**TASK REQUIREMENTS**
Count how many lines hold "None" in the records, and respond with that number by itself.

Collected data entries
--- START ---
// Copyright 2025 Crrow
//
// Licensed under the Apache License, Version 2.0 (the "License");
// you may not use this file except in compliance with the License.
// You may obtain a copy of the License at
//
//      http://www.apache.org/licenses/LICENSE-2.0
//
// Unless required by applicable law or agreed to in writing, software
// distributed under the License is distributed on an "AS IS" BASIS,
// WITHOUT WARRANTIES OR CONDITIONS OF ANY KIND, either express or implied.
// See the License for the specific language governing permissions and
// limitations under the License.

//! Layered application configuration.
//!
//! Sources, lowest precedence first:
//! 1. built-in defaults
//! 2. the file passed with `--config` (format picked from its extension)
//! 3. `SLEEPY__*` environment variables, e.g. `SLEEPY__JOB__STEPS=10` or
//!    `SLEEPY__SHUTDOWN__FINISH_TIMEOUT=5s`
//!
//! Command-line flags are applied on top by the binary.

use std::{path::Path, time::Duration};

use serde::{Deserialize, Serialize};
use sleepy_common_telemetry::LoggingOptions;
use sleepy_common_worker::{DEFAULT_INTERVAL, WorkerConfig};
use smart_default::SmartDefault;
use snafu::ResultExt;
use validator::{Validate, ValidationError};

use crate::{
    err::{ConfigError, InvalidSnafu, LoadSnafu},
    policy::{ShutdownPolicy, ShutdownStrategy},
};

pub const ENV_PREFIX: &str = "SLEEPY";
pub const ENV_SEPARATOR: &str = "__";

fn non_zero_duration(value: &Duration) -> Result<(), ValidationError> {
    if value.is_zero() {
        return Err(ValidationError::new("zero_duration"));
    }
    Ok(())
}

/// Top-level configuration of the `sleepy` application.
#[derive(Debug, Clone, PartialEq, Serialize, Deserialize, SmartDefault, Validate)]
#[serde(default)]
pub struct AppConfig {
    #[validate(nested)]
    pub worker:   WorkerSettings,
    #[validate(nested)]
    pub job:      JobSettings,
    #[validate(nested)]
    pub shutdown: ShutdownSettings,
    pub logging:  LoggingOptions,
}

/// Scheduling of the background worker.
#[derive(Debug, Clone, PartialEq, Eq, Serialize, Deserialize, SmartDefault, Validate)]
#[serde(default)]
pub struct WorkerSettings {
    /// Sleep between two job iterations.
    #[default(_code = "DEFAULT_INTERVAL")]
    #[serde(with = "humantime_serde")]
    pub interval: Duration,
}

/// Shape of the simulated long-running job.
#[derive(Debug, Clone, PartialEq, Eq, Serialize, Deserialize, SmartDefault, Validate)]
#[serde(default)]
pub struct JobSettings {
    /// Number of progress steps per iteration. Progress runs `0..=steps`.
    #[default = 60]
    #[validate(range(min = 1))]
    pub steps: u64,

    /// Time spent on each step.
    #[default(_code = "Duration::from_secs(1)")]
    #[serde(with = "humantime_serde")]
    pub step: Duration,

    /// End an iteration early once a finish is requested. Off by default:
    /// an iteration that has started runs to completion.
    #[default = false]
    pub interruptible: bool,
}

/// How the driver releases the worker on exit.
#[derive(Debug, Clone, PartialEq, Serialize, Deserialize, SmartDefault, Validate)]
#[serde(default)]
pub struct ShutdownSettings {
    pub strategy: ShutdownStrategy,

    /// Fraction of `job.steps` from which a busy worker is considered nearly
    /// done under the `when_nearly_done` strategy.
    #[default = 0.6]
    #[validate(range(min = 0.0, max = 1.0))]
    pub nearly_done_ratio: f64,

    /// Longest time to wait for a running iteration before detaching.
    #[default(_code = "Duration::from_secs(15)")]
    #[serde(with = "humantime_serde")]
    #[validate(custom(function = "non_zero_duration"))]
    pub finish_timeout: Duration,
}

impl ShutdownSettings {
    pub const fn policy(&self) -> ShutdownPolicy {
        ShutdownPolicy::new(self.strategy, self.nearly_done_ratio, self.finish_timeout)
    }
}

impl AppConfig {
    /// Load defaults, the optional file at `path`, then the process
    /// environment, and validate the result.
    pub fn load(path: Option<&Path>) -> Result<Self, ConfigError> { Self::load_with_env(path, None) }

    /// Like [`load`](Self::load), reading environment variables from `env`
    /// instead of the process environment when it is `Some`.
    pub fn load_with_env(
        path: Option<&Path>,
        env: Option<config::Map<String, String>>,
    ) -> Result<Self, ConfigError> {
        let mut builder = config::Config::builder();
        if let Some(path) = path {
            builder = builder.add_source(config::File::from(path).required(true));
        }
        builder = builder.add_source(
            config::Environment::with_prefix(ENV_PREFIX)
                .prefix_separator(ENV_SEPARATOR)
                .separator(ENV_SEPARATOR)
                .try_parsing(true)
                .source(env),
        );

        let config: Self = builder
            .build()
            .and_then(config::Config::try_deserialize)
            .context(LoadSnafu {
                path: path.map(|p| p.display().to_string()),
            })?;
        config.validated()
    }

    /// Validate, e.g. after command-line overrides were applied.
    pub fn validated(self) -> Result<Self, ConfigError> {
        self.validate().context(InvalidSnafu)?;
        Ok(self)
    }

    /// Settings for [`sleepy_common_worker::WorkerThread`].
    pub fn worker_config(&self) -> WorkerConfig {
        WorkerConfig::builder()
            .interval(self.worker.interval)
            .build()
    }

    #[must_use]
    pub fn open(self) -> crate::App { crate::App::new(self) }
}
--- END ---
--- START ---
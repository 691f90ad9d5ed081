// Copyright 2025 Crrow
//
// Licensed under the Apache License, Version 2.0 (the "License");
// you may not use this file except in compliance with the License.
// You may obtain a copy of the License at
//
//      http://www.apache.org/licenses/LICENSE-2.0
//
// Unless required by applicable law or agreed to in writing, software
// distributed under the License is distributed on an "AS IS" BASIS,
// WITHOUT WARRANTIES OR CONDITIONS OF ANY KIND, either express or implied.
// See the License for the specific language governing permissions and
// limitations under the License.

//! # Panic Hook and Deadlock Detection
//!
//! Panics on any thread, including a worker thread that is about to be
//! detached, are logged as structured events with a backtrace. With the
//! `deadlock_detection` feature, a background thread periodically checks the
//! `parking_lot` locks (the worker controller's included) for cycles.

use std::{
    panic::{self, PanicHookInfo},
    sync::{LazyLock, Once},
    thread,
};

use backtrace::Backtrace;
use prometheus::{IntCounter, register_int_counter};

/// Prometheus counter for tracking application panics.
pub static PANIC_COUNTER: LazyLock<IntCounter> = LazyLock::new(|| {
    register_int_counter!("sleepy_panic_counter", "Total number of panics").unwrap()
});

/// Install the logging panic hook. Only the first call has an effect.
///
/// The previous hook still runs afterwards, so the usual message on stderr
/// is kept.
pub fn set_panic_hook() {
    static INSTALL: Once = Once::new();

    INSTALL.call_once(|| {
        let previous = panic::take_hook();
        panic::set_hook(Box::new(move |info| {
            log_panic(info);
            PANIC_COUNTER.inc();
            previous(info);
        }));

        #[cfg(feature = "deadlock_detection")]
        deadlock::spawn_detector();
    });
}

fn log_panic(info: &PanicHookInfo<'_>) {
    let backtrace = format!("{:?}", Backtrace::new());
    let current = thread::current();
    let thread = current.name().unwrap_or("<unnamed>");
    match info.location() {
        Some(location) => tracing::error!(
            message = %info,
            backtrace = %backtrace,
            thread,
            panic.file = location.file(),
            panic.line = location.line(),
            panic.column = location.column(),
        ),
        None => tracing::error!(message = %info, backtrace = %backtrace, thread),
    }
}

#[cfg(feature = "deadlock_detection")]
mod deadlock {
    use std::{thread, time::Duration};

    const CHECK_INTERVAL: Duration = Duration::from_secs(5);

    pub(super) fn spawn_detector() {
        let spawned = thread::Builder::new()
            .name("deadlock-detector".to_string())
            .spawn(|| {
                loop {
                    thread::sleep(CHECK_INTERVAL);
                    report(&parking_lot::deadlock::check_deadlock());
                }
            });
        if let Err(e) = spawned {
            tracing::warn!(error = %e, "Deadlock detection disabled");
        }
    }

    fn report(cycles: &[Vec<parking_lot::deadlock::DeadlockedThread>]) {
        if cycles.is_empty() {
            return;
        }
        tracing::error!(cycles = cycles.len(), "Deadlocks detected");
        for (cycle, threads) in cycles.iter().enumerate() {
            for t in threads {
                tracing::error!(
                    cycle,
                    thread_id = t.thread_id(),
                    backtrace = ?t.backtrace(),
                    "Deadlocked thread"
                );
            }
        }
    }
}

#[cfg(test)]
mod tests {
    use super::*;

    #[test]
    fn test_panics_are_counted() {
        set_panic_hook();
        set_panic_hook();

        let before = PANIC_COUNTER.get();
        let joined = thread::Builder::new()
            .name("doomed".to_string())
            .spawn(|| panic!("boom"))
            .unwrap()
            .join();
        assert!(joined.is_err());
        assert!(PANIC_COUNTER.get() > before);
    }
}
--- END ---
**SOLUTION BELOW**
2